Marina von Bithynien

Lebensgeschichte

In den malerischen Landschaften Bithyniens, im heutigen türkischen Gebiet, entfaltete sich das erstaunliche Leben der heiligen Marina. Als verlassenes Mädchen, von ihrer Mutter verlassen, folgte sie ihrem Vater Eugen ins Kloster. Verkleidet als Junge, lebte sie ein Leben der Hingabe und Spiritualität und wurde von allen als Mönch akzeptiert, ohne dass jemand ihr wahres Geschlecht erkannte. Die Legende erzählt von einem dramatischen Wendepunkt, als eine Frau Marina fälschlicherweise beschuldigte, der Vater ihres unehelichen Kindes zu sein. Verstoßen aus dem Kloster, kümmerte sie sich vor den Klostermauern für das ihr unterschobene Kind.

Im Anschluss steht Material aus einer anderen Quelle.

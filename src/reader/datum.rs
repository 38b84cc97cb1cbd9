use std::error::Error;
use std::fmt;

use fallible_iterator::{FallibleIterator, Peekable};

use crate::error::Position;
use crate::helpers::{char_literal, string_literal, ImmutableString};
use crate::lexer::{Location, Token, TokenType, Tokens, TokenizerError};

/// A "datum" is a balanced token tree carrying the position it was read at
#[derive(Debug, Clone)]
pub struct Datum {
    pub kind: DatumKind,
    pub position: Position,
}

#[derive(Debug, Clone, PartialEq)]
pub enum DatumKind {
    Boolean(bool),
    Integer(i64),
    Float(f64),
    Character(char),
    String(String),
    Symbol(String),
    List(Vec<Datum>),
    // car is non-empty and cdr is never a list
    Pair { car: Vec<Datum>, cdr: Box<Datum> },
    Vector(Vec<Datum>),
    ByteVector(Vec<u8>),
}

// Positions are irrelevant to equality
impl PartialEq for Datum {
    fn eq(&self, other: &Datum) -> bool {
        self.kind == other.kind
    }
}

#[derive(Debug, Clone, PartialEq)]
pub enum ReaderError {
    UnexpectedEOF(Location),
    UnexpectedListToken(Location),
    UnexpectedToken(Location),
    InvalidByte(Location),
    TooDeep(Location),
    Tokenizer(TokenizerError),
}

impl ReaderError {
    pub fn location(&self) -> Location {
        match *self {
            ReaderError::UnexpectedEOF(l)
            | ReaderError::UnexpectedListToken(l)
            | ReaderError::UnexpectedToken(l)
            | ReaderError::InvalidByte(l)
            | ReaderError::TooDeep(l) => l,
            ReaderError::Tokenizer(ref e) => e.location,
        }
    }
}

impl fmt::Display for ReaderError {
    fn fmt(&self, fmt: &mut fmt::Formatter) -> fmt::Result {
        match *self {
            ReaderError::UnexpectedEOF(_) => fmt.write_str("Unexpected end of input."),
            ReaderError::UnexpectedListToken(_) => fmt.write_str("Malformed list."),
            ReaderError::UnexpectedToken(_) => fmt.write_str("Unexpected token."),
            ReaderError::InvalidByte(_) => fmt.write_str("Byte vector elements must be integers in 0..255."),
            ReaderError::TooDeep(_) => fmt.write_str("Expression too deeply nested."),
            ReaderError::Tokenizer(ref e) => write!(fmt, "{}", e),
        }
    }
}

impl Error for ReaderError {}

impl From<TokenizerError> for ReaderError {
    fn from(e: TokenizerError) -> ReaderError {
        ReaderError::Tokenizer(e)
    }
}

pub struct Context<'a> {
    pub expr: &'a ImmutableString,
    pub source: &'a Option<ImmutableString>,
}

impl<'a> Context<'a> {
    fn position(&self, location: Location) -> Position {
        Position::new(
            self.expr.clone(),
            self.source.clone(),
            location.index,
            location.line,
            location.line_start,
        )
    }
}

type Stream = Peekable<Tokens>;

// Nesting of lists, vectors and abbreviations before giving up
const MAX_DEPTH: usize = 512;

fn peek_type(stream: &mut Stream) -> Result<Option<TokenType>, ReaderError> {
    Ok(stream.peek()?.map(|t| t.ty.clone()))
}

// `#;` drops the datum that follows it
fn skip_datum_comments(stream: &mut Stream, ctx: &Context, depth: usize) -> Result<(), ReaderError> {
    while let Some(TokenType::DatumComment) = peek_type(stream)? {
        let Token { location, .. } = stream.next()?.ok_or(ReaderError::UnexpectedEOF(Location::default()))?;
        parse_nested(stream, ctx, depth + 1)?.ok_or(ReaderError::UnexpectedEOF(location))?;
    }
    Ok(())
}

pub fn parse_datum(stream: &mut Stream, ctx: &Context) -> Result<Option<Datum>, ReaderError> {
    parse_nested(stream, ctx, 0)
}

fn parse_nested(stream: &mut Stream, ctx: &Context, depth: usize) -> Result<Option<Datum>, ReaderError> {
    if depth >= MAX_DEPTH {
        return match stream.peek()? {
            Some(t) => Err(ReaderError::TooDeep(t.location)),
            None => Ok(None),
        };
    }
    skip_datum_comments(stream, ctx, depth)?;

    let Token { ty, location } = match stream.next()? {
        Some(t) => t,
        None => return Ok(None),
    };
    let inner = depth + 1;
    let position = ctx.position(location);

    let kind = match ty {
        TokenType::Boolean(b) => DatumKind::Boolean(b),
        TokenType::Integer(n) => DatumKind::Integer(n),
        TokenType::Float(f) => DatumKind::Float(f),
        TokenType::Character(c) => DatumKind::Character(c),
        TokenType::String(s) => DatumKind::String(s),
        TokenType::Identifier(x) => DatumKind::Symbol(x),

        TokenType::Open => return parse_list_datum(stream, ctx, location, inner).map(Some),
        TokenType::Comma | TokenType::CommaAt | TokenType::SingleQuote | TokenType::BackQuote => {
            let keyword = match ty {
                TokenType::Comma => "unquote",
                TokenType::CommaAt => "unquote-splicing",
                TokenType::SingleQuote => "quote",
                _ => "quasiquote",
            };

            let datum = parse_nested(stream, ctx, inner)?.ok_or(ReaderError::UnexpectedEOF(location))?;
            DatumKind::List(vec![
                Datum::new(DatumKind::Symbol(keyword.to_string()), position.clone()),
                datum,
            ])
        }
        TokenType::OpenVector => DatumKind::Vector(parse_sequence(stream, ctx, location, inner)?),
        TokenType::OpenByteVector => {
            let mut bytes = vec![];
            for datum in parse_sequence(stream, ctx, location, inner)? {
                match datum.kind {
                    DatumKind::Integer(n) if n >= 0 && n <= 255 => bytes.push(n as u8),
                    _ => return Err(ReaderError::InvalidByte(location)),
                }
            }
            DatumKind::ByteVector(bytes)
        }
        _ => return Err(ReaderError::UnexpectedToken(location)),
    };

    ok_some!(Datum::new(kind, position))
}

// Elements up to the closing parenthesis; the opening token is already consumed
fn parse_sequence(stream: &mut Stream, ctx: &Context, open: Location, depth: usize) -> Result<Vec<Datum>, ReaderError> {
    let mut datums = vec![];

    loop {
        skip_datum_comments(stream, ctx, depth)?;
        if peek_type(stream)?.ok_or(ReaderError::UnexpectedEOF(open))? == TokenType::Close {
            stream.next()?;
            return Ok(datums);
        }

        let datum = parse_nested(stream, ctx, depth)?.ok_or(ReaderError::UnexpectedEOF(open))?;
        datums.push(datum);
    }
}

// Assumes a stream without the initial Open
fn parse_list_datum(stream: &mut Stream, ctx: &Context, open: Location, depth: usize) -> Result<Datum, ReaderError> {
    let mut datums = vec![];
    let mut last = None;
    let mut is_pair = false;

    loop {
        skip_datum_comments(stream, ctx, depth)?;
        let (ty, location) = match stream.peek()? {
            Some(t) => (t.ty.clone(), t.location),
            None => return Err(ReaderError::UnexpectedEOF(open)),
        };

        match ty {
            TokenType::Close if !is_pair => {
                stream.next()?;
                return Ok(Datum::new(DatumKind::List(datums), ctx.position(open)));
            }
            TokenType::Close if last.is_some() => {
                stream.next()?;
                let cdr = last.ok_or(ReaderError::UnexpectedListToken(location))?;
                return Ok(Datum::pair(datums, cdr, ctx.position(open)));
            }
            TokenType::Dot if !is_pair && !datums.is_empty() => {
                is_pair = true;
                stream.next()?;
                continue;
            }
            // Close and Dot are errors in any other circumstances
            // Also any other token after finishing a pair
            TokenType::Close | TokenType::Dot => return Err(ReaderError::UnexpectedListToken(location)),
            _ if last.is_some() => return Err(ReaderError::UnexpectedListToken(location)),
            _ => {}
        }

        let d = parse_nested(stream, ctx, depth)?.ok_or(ReaderError::UnexpectedEOF(open))?;
        if is_pair {
            last = Some(d);
        } else {
            datums.push(d);
        }
    }
}

impl Datum {
    pub fn new(kind: DatumKind, position: Position) -> Datum {
        Datum { kind, position }
    }

    /// Builds `(car ... . cdr)`, flattening a list or pair in the tail
    pub fn pair(mut car: Vec<Datum>, cdr: Datum, position: Position) -> Datum {
        if car.is_empty() {
            return cdr;
        }
        match cdr.kind {
            DatumKind::List(rest) => {
                car.extend(rest);
                Datum::new(DatumKind::List(car), position)
            }
            DatumKind::Pair { car: rest, cdr } => {
                car.extend(rest);
                Datum::new(DatumKind::Pair { car, cdr }, position)
            }
            kind => Datum::new(
                DatumKind::Pair {
                    car,
                    cdr: Box::new(Datum::new(kind, cdr.position)),
                },
                position,
            ),
        }
    }

    pub fn symbol(&self) -> Option<&str> {
        match self.kind {
            DatumKind::Symbol(ref s) => Some(&s[..]),
            _ => None,
        }
    }

    pub fn list(&self) -> Option<&[Datum]> {
        match self.kind {
            DatumKind::List(ref l) => Some(&l[..]),
            _ => None,
        }
    }

    pub fn is_symbol(&self, name: &str) -> bool {
        self.symbol() == Some(name)
    }
}

fn write_sequence(fmt: &mut fmt::Formatter, datums: &[Datum]) -> fmt::Result {
    for (i, d) in datums.iter().enumerate() {
        if i > 0 {
            fmt.write_str(" ")?;
        }
        write!(fmt, "{}", d)?;
    }
    Ok(())
}

impl fmt::Display for Datum {
    fn fmt(&self, fmt: &mut fmt::Formatter) -> fmt::Result {
        match self.kind {
            DatumKind::List(ref ds) => {
                fmt.write_str("(")?;
                write_sequence(fmt, ds)?;
                fmt.write_str(")")
            }
            DatumKind::Vector(ref ds) => {
                fmt.write_str("#(")?;
                write_sequence(fmt, ds)?;
                fmt.write_str(")")
            }
            DatumKind::ByteVector(ref bytes) => {
                fmt.write_str("#u8(")?;
                for (i, b) in bytes.iter().enumerate() {
                    if i > 0 {
                        fmt.write_str(" ")?;
                    }
                    write!(fmt, "{}", b)?;
                }
                fmt.write_str(")")
            }
            DatumKind::Boolean(b) => fmt.write_str(if b { "#t" } else { "#f" }),
            DatumKind::Integer(n) => write!(fmt, "{}", n),
            DatumKind::Float(f) => write!(fmt, "{:?}", f),
            DatumKind::Pair { ref car, ref cdr } => {
                fmt.write_str("(")?;
                write_sequence(fmt, car)?;
                fmt.write_str(" . ")?;
                write!(fmt, "{}", cdr)?;
                fmt.write_str(")")
            }
            DatumKind::Symbol(ref s) => fmt.write_str(&s[..]),
            DatumKind::String(ref s) => fmt.write_str(&string_literal(s)),
            DatumKind::Character(c) => fmt.write_str(&char_literal(c)),
        }
    }
}

#[cfg(test)]
mod test {
    use super::*;
    use crate::reader::read;

    fn read_one(text: &str) -> Result<Datum, ReaderError> {
        let mut datums = read(text, None)?;
        assert_eq!(datums.len(), 1, "expected a single datum in {:?}", text);
        Ok(datums.remove(0))
    }

    fn kind(text: &str) -> DatumKind {
        read_one(text).expect("valid datum").kind
    }

    fn sym(s: &str) -> Datum {
        Datum::new(DatumKind::Symbol(s.to_string()), Position::default())
    }

    fn int(n: i64) -> Datum {
        Datum::new(DatumKind::Integer(n), Position::default())
    }

    #[test]
    fn boolean_datum_test() {
        assert_eq!(kind("#f"), DatumKind::Boolean(false));
    }

    #[test]
    fn list_test() {
        assert_eq!(kind("(a 1)"), DatumKind::List(vec![sym("a"), int(1)]));
        assert_eq!(kind("()"), DatumKind::List(vec![]));
    }

    #[test]
    fn list_pair_test() {
        assert_eq!(
            kind("(a . 2)"),
            DatumKind::Pair {
                car: vec![sym("a")],
                cdr: Box::new(int(2)),
            }
        );
    }

    #[test]
    fn dotted_list_is_flattened() {
        assert_eq!(kind("(a . (b c))"), DatumKind::List(vec![sym("a"), sym("b"), sym("c")]));
        assert_eq!(
            kind("(a . (b . c))"),
            DatumKind::Pair {
                car: vec![sym("a"), sym("b")],
                cdr: Box::new(sym("c")),
            }
        );
    }

    #[test]
    fn incomplete_list_test() {
        assert!(match read("(foo", None) {
            Err(ReaderError::UnexpectedEOF(_)) => true,
            _ => false,
        });
    }

    #[test]
    fn empty_head_list_test() {
        assert!(match read("(. a)", None) {
            Err(ReaderError::UnexpectedListToken(_)) => true,
            _ => false,
        });
    }

    #[test]
    fn empty_tail_list_test() {
        assert!(read("(a .)", None).is_err());
    }

    #[test]
    fn double_tail_list_test() {
        assert!(read("(a . #t \"foo\")", None).is_err());
    }

    #[test]
    fn vector_test() {
        assert_eq!(
            kind("#(#t 1)"),
            DatumKind::Vector(vec![Datum::new(DatumKind::Boolean(true), Position::default()), int(1)])
        );
        assert_eq!(kind("#u8(0 255)"), DatumKind::ByteVector(vec![0, 255]));
        assert!(read("#u8(256)", None).is_err());
    }

    #[test]
    fn abbreviation_test() {
        assert_eq!(
            kind("`(foo ,bar)"),
            DatumKind::List(vec![
                sym("quasiquote"),
                Datum::new(
                    DatumKind::List(vec![
                        sym("foo"),
                        Datum::new(DatumKind::List(vec![sym("unquote"), sym("bar")]), Position::default()),
                    ]),
                    Position::default()
                ),
            ])
        );
    }

    #[test]
    fn incomplete_abbreviation_test() {
        assert!(read("'(", None).is_err());
        assert!(read("'", None).is_err());
    }

    #[test]
    fn datum_comment_test() {
        assert_eq!(kind("(a #;(b c) d #;e)"), DatumKind::List(vec![sym("a"), sym("d")]));
        assert_eq!(read("#;1 2 #;3", None).map(|v| v.len()), Ok(1));
    }

    #[test]
    fn unexpected_close_test() {
        assert!(match read(")", None) {
            Err(ReaderError::UnexpectedToken(_)) => true,
            _ => false,
        });
    }

    #[test]
    fn positions_test() {
        let datum = read_one("(a\n (b c))").expect("valid datum");
        let inner = &datum.list().expect("a list")[1];
        assert_eq!(inner.position.line(), 1);
        assert_eq!(inner.position.column(), 1);
    }

    #[test]
    fn display_round_trip_test() {
        for text in &[
            "(a \"b\\n\" #\\space 1 2.5 #(x) #u8(1 2))",
            "(1 2 . 3)",
            "(quote x)",
        ] {
            assert_eq!(&read_one(text).expect("valid datum").to_string(), text);
        }
    }

    #[test]
    fn nesting_limit_test() {
        let deep = format!("{}{}", "(".repeat(50_000), ")".repeat(50_000));
        let error = read(&deep, None).unwrap_err();
        assert!(match error {
            ReaderError::TooDeep(_) => true,
            _ => false,
        });
        assert_eq!(error.to_string(), "Expression too deeply nested.");

        let quoted = format!("{}x", "'".repeat(50_000));
        assert!(read(&quoted, None).is_err());

        let comments = format!("{}x", "#;".repeat(50_000));
        assert!(read(&comments, None).is_err());

        let shallow = format!("{}{}", "(".repeat(100), ")".repeat(100));
        assert!(read(&shallow, None).is_ok());
    }
}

Marina trug die Last des falschen Vorwurfs, ohne ihre wahre Identität zu enthüllen. Später begab sie sich auf eine Reise nach Syrien, wo eine sizilianische Legende von Seeleuten berichtet, die sie ins Meer warfen, in dem irrigen Glauben, sie trage wertvolles Geld bei sich. Doch Marina wurde wunderbar gerettet und verbrachte drei Jahre in einem Männerkloster unter dem Namen Marinus. Nach ihrer Rückkehr nach Sizilien verstarb sie und enthüllte erst nach ihrem Tod die Wahrheit über ihr wahres Geschlecht. In Milazzo auf Sizilien und in Ruggiano bei Lecce entstanden Heiligtümer zu ihren Ehren, die Reliquien wie ein Stück ihres Schleiers und ein Fragment ihres Schädels bewahren. Die Legende der heiligen Marina von Bithynien lehrt uns nicht nur die Tugenden der Demut und Standhaftigkeit, sondern auch die Fähigkeit zur Vergebung und bedingungsloser Liebe, selbst in den schwersten Prüfungen des Lebens.